» Requirement: Find the count of lines in the material below that include the word "SmtpError". State nothing but that number.

##### Data for this task

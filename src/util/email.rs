use crate::config::{EmailConfig, ConfigError};
use crate::model::quote::QuoteRequest;
use async_trait::async_trait;
use lettre::{
    AsyncSmtpTransport, AsyncTransport, Message, Tokio1Executor,
    message::{header::ContentType, Mailbox},
    transport::smtp::{
        authentication::Credentials,
        client::{Tls, TlsParameters},
    },
};
use tracing::{error, info, instrument};

const COMPANY_NAME: &str = "Budeba General Enterprise";

/// Email service errors
#[derive(Debug, thiserror::Error)]
pub enum EmailError {
    #[error("Configuration error: {0}")]
    ConfigError(String),

    #[error("SMTP error: {0}")]
    SmtpError(String),

    #[error("Message building error: {0}")]
    MessageError(String),

    #[error("Address error: {0}")]
    AddressError(String),
}

impl From<ConfigError> for EmailError {
    fn from(err: ConfigError) -> Self {
        EmailError::ConfigError(err.to_string())
    }
}

/// Email message builder
#[derive(Debug, Clone)]
pub struct EmailMessage {
    pub to: String,
    pub subject: String,
    pub text_body: Option<String>,
    pub html_body: Option<String>,
}

impl EmailMessage {
    pub fn new(to: String, subject: String) -> Self {
        Self {
            to,
            subject,
            text_body: None,
            html_body: None,
        }
    }

    pub fn with_text_body(mut self, body: String) -> Self {
        self.text_body = Some(body);
        self
    }

    pub fn with_html_body(mut self, body: String) -> Self {
        self.html_body = Some(body);
        self
    }
}

/// Outbound notifications triggered by a new quote request.
#[async_trait]
pub trait QuoteNotifier: Send + Sync {
    /// Tells staff a quote request arrived.
    async fn notify_staff(&self, quote: &QuoteRequest) -> Result<(), EmailError>;
    /// Acknowledges the request to the customer at `to`.
    async fn confirm_customer(&self, to: &str, quote: &QuoteRequest) -> Result<(), EmailError>;
}

/// Notifier used when no email configuration could be loaded; every send fails.
pub struct DisabledNotifier {
    pub reason: String,
}

#[async_trait]
impl QuoteNotifier for DisabledNotifier {
    async fn notify_staff(&self, _quote: &QuoteRequest) -> Result<(), EmailError> {
        Err(EmailError::ConfigError(self.reason.clone()))
    }

    async fn confirm_customer(&self, _to: &str, _quote: &QuoteRequest) -> Result<(), EmailError> {
        Err(EmailError::ConfigError(self.reason.clone()))
    }
}

fn or_dash(value: &Option<String>) -> &str {
    value.as_deref().unwrap_or("-")
}

/// Staff notification for a freshly stored quote request.
pub fn staff_notification(to: &str, quote: &QuoteRequest) -> EmailMessage {
    let subject = format!("New Quote Request: {} ({})", quote.full_name, quote.service);
    let text = format!(
        r#"New Quote Request Received

Name: {name}
Phone: {phone}
Email: {email}
Company: {company}
Location: {location}
Service: {service}
Budget: {budget}
Preferred Delivery Date: {delivery}

Items Requested:
{items}

---
{company_name} Website"#,
        name = quote.full_name,
        phone = quote.phone,
        email = or_dash(&quote.email),
        company = or_dash(&quote.company),
        location = or_dash(&quote.location),
        service = quote.service,
        budget = or_dash(&quote.budget),
        delivery = or_dash(&quote.delivery_date),
        items = quote.items,
        company_name = COMPANY_NAME,
    );
    let rows = [
        ("Name", quote.full_name.as_str()),
        ("Phone", quote.phone.as_str()),
        ("Email", or_dash(&quote.email)),
        ("Company", or_dash(&quote.company)),
        ("Location", or_dash(&quote.location)),
        ("Service", quote.service.as_str()),
        ("Budget", or_dash(&quote.budget)),
        ("Preferred Delivery Date", or_dash(&quote.delivery_date)),
    ];
    let html = format!(
        r#"<!DOCTYPE html>
<html lang="en">
<body style="font-family: Arial, sans-serif; color: #333;">
    <h2>New Quote Request Received</h2>
    <table>{rows}</table>
    <h3>Items Requested</h3>
    <pre style="white-space: pre-wrap;">{items}</pre>
    <p style="font-size: 12px; color: #6c757d;">{company_name} Website</p>
</body>
</html>"#,
        rows = html_rows(&rows),
        items = html_escape::encode_text(&quote.items),
        company_name = COMPANY_NAME,
    );
    EmailMessage::new(to.to_string(), subject)
        .with_text_body(text)
        .with_html_body(html)
}

/// Customer acknowledgement for a quote request.
pub fn customer_confirmation(to: &str, quote: &QuoteRequest) -> EmailMessage {
    let subject = format!("We received your quote request - {}", COMPANY_NAME);
    let text = format!(
        r#"Hello {name},

Thank you for contacting {company_name}.
We have received your quote request and our team will contact you shortly.

Summary:
- Phone: {phone}
- Service: {service}
- Budget: {budget}
- Preferred Delivery Date: {delivery}

Items Requested:
{items}

If you need to add more details, reply to this email with updates.

Kind regards,
{company_name}"#,
        name = quote.full_name,
        phone = quote.phone,
        service = quote.service,
        budget = or_dash(&quote.budget),
        delivery = or_dash(&quote.delivery_date),
        items = quote.items,
        company_name = COMPANY_NAME,
    );
    let rows = [
        ("Phone", quote.phone.as_str()),
        ("Service", quote.service.as_str()),
        ("Budget", or_dash(&quote.budget)),
        ("Preferred Delivery Date", or_dash(&quote.delivery_date)),
    ];
    let html = format!(
        r#"<!DOCTYPE html>
<html lang="en">
<body style="font-family: Arial, sans-serif; color: #333;">
    <p>Hello {name},</p>
    <p>Thank you for contacting {company_name}. We have received your quote request and our team will contact you shortly.</p>
    <table>{rows}</table>
    <h3>Items Requested</h3>
    <pre style="white-space: pre-wrap;">{items}</pre>
    <p>If you need to add more details, reply to this email with updates.</p>
    <p>Kind regards,<br>{company_name}</p>
</body>
</html>"#,
        name = html_escape::encode_text(&quote.full_name),
        rows = html_rows(&rows),
        items = html_escape::encode_text(&quote.items),
        company_name = COMPANY_NAME,
    );
    EmailMessage::new(to.to_string(), subject)
        .with_text_body(text)
        .with_html_body(html)
}

fn html_rows(rows: &[(&str, &str)]) -> String {
    rows.iter()
        .map(|(label, value)| {
            format!(
                "<tr><td><strong>{}</strong></td><td>{}</td></tr>",
                label,
                html_escape::encode_text(value)
            )
        })
        .collect()
}

/// SMTP email service implementation
pub struct SmtpEmailService {
    pub config: EmailConfig,
    transport: AsyncSmtpTransport<Tokio1Executor>,
}

impl SmtpEmailService {
    /// Create a new SMTP email service
    #[instrument(skip(config), fields(host = %config.smtp_host, port = config.smtp_port))]
    pub fn new(config: EmailConfig) -> Result<Self, EmailError> {
        info!("Initializing SMTP email service");

        config.validate().map_err(EmailError::from)?;

        let mut transport_builder = AsyncSmtpTransport::<Tokio1Executor>::builder_dangerous(&config.smtp_host)
            .port(config.smtp_port)
            .timeout(Some(std::time::Duration::from_secs(config.connection_timeout_secs)));

        if config.use_tls {
            let tls_parameters = TlsParameters::new(config.smtp_host.clone())
                .map_err(|e| EmailError::ConfigError(format!("TLS configuration error: {}", e)))?;

            if config.use_starttls {
                transport_builder = transport_builder.tls(Tls::Required(tls_parameters));
            } else {
                transport_builder = transport_builder.tls(Tls::Wrapper(tls_parameters));
            }
        } else {
            transport_builder = transport_builder.tls(Tls::None);
        }

        if !config.smtp_username.is_empty() && !config.smtp_password.is_empty() {
            let credentials = Credentials::new(
                config.smtp_username.clone(),
                config.smtp_password.clone(),
            );
            transport_builder = transport_builder.credentials(credentials);
        }

        let transport = transport_builder.build();

        info!("SMTP email service initialized successfully");
        Ok(Self { config, transport })
    }

    /// Send an email message
    #[instrument(skip(self, message), fields(to = %message.to, subject = %message.subject))]
    pub async fn send_email(&self, message: EmailMessage) -> Result<(), EmailError> {
        info!("Sending email to: {}", message.to);

        validate_email_address(&message.to)?;

        let email_message = self.build_message(message)?;

        self.transport
            .send(email_message)
            .await
            .map_err(|e| {
                error!("Failed to send email: {}", e);
                EmailError::SmtpError(format!("Failed to send email: {}", e))
            })?;

        info!("Email sent successfully");
        Ok(())
    }

    /// Build a lettre Message from EmailMessage
    fn build_message(&self, email_message: EmailMessage) -> Result<Message, EmailError> {
        let from_mailbox: Mailbox = format!("{} <{}>", self.config.from_name, self.config.from_email)
            .parse()
            .map_err(|e| EmailError::AddressError(format!("Invalid from address: {}", e)))?;

        let to_mailbox: Mailbox = email_message.to
            .parse()
            .map_err(|e| EmailError::AddressError(format!("Invalid to address: {}", e)))?;

        let message_builder = Message::builder()
            .from(from_mailbox)
            .to(to_mailbox)
            .subject(&email_message.subject);

        match (email_message.text_body, email_message.html_body) {
            (Some(text), Some(html)) => message_builder
                .multipart(
                    lettre::message::MultiPart::alternative()
                        .singlepart(
                            lettre::message::SinglePart::builder()
                                .header(ContentType::TEXT_PLAIN)
                                .body(text),
                        )
                        .singlepart(
                            lettre::message::SinglePart::builder()
                                .header(ContentType::TEXT_HTML)
                                .body(html),
                        ),
                )
                .map_err(|e| EmailError::MessageError(format!("Failed to build multipart message: {}", e))),
            (Some(text), None) => message_builder
                .body(text)
                .map_err(|e| EmailError::MessageError(format!("Failed to build text message: {}", e))),
            (None, Some(html)) => message_builder
                .singlepart(
                    lettre::message::SinglePart::builder()
                        .header(ContentType::TEXT_HTML)
                        .body(html),
                )
                .map_err(|e| EmailError::MessageError(format!("Failed to build HTML message: {}", e))),
            (None, None) => Err(EmailError::MessageError("No message body provided".to_string())),
        }
    }
}

#[async_trait]
impl QuoteNotifier for SmtpEmailService {
    #[instrument(skip(self, quote), fields(quote_id = %quote.id))]
    async fn notify_staff(&self, quote: &QuoteRequest) -> Result<(), EmailError> {
        let message = staff_notification(&self.config.staff_email, quote);
        self.send_email(message).await
    }

    #[instrument(skip(self, quote), fields(quote_id = %quote.id, to = %to))]
    async fn confirm_customer(&self, to: &str, quote: &QuoteRequest) -> Result<(), EmailError> {
        let message = customer_confirmation(to, quote);
        self.send_email(message).await
    }
}

/// Basic shape check before handing an address to SMTP.
pub fn validate_email_address(email: &str) -> Result<(), EmailError> {
    if email.is_empty() {
        return Err(EmailError::AddressError("Email address cannot be empty".to_string()));
    }

    let parts: Vec<&str> = email.split('@').collect();
    if parts.len() != 2 || parts[0].is_empty() || parts[1].is_empty() {
        return Err(EmailError::AddressError("Invalid email format".to_string()));
    }

    Ok(())
}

##########

» Exercise response: 2